* **REQUIREMENT**:
Search the data for the word "greater" and copy each line that has it.

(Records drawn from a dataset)
***

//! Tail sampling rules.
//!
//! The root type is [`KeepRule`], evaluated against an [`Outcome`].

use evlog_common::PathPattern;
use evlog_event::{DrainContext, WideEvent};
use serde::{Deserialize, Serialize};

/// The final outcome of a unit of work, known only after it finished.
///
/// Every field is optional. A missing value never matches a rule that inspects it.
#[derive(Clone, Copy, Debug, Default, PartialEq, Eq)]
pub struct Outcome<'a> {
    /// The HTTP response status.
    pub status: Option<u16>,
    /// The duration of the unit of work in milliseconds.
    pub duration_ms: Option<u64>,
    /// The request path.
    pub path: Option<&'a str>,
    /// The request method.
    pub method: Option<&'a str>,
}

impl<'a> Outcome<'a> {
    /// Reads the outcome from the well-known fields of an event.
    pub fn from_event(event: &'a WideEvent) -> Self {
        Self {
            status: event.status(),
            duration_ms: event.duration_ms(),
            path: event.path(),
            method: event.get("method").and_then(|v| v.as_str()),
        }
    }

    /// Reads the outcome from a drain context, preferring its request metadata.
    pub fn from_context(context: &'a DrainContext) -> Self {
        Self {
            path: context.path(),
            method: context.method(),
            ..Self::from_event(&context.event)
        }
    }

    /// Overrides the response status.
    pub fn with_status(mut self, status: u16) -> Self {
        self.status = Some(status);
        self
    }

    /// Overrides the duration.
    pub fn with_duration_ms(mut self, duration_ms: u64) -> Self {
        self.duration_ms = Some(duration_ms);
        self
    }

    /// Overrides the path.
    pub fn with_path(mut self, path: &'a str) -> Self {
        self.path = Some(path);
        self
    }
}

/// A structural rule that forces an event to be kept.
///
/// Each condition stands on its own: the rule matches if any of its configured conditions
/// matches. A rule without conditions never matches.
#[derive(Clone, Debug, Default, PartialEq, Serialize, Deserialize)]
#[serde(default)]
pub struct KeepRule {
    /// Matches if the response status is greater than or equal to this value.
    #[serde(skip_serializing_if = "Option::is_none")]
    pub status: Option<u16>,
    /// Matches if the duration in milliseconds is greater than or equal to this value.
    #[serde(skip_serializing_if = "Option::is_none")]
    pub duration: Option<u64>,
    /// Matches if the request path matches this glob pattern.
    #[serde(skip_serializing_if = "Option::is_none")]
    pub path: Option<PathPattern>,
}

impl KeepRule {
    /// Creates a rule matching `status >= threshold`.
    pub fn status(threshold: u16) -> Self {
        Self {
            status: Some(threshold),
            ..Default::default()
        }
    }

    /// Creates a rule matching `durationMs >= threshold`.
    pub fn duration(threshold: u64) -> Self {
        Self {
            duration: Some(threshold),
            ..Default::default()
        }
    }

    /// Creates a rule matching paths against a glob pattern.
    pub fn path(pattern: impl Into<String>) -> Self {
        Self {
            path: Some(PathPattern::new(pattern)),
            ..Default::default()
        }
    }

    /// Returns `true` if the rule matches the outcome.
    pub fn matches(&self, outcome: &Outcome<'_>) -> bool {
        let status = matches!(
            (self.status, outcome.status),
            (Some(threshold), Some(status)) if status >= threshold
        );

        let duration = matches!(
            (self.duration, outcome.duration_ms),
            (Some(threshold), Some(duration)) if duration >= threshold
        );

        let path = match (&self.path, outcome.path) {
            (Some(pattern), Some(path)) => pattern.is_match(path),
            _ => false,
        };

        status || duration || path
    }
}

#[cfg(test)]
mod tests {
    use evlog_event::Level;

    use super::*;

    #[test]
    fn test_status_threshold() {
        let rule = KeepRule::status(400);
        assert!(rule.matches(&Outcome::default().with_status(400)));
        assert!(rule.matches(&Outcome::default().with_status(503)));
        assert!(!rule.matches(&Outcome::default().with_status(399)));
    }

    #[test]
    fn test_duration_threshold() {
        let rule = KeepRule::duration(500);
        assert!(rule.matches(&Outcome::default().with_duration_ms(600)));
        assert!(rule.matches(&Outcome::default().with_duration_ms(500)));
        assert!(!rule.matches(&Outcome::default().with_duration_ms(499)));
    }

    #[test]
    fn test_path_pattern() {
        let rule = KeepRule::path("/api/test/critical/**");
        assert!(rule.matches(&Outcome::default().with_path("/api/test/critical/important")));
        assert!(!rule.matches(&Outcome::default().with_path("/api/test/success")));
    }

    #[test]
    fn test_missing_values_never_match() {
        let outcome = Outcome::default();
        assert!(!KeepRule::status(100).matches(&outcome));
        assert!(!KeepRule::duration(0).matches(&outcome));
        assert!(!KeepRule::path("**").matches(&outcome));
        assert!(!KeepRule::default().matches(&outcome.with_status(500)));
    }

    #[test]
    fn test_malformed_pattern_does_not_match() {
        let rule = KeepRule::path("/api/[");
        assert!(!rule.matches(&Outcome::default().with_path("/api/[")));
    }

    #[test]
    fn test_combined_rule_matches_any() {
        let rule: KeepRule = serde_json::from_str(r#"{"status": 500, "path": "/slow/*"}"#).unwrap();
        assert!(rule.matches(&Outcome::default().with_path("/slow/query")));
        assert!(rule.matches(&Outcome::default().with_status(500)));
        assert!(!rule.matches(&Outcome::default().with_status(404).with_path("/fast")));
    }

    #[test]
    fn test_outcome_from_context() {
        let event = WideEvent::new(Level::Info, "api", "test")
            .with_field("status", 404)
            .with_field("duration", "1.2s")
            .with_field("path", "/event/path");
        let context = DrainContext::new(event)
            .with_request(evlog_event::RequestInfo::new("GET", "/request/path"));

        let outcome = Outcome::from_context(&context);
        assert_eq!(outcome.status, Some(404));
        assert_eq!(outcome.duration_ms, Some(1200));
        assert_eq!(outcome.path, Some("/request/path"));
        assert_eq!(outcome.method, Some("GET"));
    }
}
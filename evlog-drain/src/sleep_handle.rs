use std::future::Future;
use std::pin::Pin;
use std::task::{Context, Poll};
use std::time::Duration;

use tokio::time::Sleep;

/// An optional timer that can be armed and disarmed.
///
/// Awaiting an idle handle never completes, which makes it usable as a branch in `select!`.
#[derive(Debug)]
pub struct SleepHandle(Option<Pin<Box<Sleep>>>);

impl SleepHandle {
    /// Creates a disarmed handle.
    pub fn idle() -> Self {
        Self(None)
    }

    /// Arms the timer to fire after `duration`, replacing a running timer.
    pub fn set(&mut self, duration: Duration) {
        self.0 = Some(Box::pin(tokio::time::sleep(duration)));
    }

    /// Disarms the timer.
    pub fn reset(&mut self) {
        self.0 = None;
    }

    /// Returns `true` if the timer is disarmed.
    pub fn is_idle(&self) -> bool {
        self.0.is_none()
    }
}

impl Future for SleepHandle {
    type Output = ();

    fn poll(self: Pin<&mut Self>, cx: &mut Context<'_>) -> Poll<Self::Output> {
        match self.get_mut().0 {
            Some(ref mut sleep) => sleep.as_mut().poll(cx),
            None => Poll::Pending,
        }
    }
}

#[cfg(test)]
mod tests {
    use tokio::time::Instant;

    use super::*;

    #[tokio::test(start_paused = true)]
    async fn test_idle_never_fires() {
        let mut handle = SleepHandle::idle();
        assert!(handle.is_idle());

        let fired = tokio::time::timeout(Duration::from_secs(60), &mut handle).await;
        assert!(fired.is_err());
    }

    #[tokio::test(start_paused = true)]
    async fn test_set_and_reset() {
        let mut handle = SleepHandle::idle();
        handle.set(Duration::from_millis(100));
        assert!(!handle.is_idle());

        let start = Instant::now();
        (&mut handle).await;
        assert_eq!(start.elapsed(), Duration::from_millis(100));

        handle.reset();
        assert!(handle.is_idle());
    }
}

***

* **WRITTEN SOLUTION**:
    /// Matches if the response status is greater than or equal to this value.
    /// Matches if the duration in milliseconds is greater than or equal to this value.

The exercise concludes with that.